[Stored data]

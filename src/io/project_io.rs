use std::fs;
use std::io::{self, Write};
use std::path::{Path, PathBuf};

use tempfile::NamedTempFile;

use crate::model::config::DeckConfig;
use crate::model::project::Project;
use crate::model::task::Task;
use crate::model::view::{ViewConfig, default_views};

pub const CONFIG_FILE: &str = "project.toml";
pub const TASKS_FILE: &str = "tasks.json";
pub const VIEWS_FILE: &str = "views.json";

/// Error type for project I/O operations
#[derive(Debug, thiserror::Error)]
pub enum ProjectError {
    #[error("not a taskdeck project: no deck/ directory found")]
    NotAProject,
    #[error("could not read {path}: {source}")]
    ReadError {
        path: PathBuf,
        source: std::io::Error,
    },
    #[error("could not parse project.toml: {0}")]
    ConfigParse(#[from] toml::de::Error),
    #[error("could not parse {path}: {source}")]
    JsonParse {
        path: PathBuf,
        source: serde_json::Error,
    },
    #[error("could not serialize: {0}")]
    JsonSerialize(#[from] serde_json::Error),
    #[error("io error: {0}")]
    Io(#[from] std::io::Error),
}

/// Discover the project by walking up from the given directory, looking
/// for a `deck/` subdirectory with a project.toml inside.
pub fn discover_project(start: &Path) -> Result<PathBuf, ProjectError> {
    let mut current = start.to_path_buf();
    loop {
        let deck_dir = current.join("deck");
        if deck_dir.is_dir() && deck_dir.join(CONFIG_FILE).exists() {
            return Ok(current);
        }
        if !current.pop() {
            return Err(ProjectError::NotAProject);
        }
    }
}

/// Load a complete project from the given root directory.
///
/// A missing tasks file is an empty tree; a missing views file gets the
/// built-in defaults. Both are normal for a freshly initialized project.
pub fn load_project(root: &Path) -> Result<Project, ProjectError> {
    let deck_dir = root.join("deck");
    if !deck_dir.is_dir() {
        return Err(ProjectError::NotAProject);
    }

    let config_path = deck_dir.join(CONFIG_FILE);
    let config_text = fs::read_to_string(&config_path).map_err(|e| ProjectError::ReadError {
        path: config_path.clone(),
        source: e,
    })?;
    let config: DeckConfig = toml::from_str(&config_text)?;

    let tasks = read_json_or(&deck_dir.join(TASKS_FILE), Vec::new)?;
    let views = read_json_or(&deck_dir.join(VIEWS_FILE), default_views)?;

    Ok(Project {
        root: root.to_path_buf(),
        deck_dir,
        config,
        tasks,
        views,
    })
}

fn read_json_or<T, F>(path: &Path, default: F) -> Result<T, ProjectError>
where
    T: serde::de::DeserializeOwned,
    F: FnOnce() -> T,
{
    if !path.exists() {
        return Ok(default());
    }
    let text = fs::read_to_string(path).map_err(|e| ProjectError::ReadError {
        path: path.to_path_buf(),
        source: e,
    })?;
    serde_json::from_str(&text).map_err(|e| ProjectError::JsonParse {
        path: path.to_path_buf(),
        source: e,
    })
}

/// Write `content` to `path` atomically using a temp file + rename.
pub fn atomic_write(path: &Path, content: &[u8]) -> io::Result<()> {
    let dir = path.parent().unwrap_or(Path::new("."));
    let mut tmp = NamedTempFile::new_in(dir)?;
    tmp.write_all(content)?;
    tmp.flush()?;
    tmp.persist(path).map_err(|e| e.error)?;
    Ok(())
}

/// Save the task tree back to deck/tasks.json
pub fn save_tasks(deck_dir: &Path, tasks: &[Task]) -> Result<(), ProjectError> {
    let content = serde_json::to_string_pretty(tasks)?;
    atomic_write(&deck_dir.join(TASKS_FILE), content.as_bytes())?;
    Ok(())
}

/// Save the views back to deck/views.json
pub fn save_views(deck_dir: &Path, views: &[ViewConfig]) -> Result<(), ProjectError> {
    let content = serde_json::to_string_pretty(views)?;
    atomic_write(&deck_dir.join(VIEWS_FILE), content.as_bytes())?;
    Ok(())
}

---

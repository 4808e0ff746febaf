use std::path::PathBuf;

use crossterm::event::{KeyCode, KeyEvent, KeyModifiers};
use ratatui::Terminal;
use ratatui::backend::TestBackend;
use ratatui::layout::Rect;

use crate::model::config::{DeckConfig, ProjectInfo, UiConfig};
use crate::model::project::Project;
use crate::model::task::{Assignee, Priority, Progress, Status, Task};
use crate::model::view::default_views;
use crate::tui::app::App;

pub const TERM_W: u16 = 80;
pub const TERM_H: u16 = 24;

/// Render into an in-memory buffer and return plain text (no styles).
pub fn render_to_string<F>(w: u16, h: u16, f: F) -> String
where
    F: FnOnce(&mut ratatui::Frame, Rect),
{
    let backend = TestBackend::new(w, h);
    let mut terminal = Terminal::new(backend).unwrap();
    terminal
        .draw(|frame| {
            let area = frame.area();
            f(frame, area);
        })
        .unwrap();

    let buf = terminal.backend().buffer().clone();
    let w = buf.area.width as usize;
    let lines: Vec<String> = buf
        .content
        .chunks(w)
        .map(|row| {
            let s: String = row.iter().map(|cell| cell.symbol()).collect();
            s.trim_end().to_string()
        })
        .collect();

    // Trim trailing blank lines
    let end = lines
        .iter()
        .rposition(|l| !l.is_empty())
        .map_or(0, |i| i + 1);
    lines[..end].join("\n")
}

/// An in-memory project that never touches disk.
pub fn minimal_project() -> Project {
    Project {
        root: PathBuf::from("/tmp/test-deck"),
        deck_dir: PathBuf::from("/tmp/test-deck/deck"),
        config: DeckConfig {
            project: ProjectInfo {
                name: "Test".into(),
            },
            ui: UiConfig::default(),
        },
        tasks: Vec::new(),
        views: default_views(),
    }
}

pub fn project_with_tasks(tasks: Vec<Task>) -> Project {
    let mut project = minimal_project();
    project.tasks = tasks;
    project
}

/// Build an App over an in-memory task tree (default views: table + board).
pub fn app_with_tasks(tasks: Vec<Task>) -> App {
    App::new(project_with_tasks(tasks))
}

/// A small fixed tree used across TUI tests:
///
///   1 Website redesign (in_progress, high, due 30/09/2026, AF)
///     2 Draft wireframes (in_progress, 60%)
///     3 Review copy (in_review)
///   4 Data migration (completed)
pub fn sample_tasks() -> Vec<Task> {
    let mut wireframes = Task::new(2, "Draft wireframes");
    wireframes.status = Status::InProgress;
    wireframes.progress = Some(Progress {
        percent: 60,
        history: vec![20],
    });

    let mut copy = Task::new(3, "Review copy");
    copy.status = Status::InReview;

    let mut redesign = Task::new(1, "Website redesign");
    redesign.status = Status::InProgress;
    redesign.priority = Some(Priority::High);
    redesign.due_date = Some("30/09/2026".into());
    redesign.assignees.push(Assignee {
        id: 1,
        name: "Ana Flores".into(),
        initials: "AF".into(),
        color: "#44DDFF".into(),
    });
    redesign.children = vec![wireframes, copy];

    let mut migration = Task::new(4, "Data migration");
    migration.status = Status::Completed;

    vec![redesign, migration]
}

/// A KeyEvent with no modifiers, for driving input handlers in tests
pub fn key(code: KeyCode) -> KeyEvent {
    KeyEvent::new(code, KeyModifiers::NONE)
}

Instructions to follow: Determine how many lines in the data above contain the string "Result". Give nothing except the number.

Solution to this exercise: 6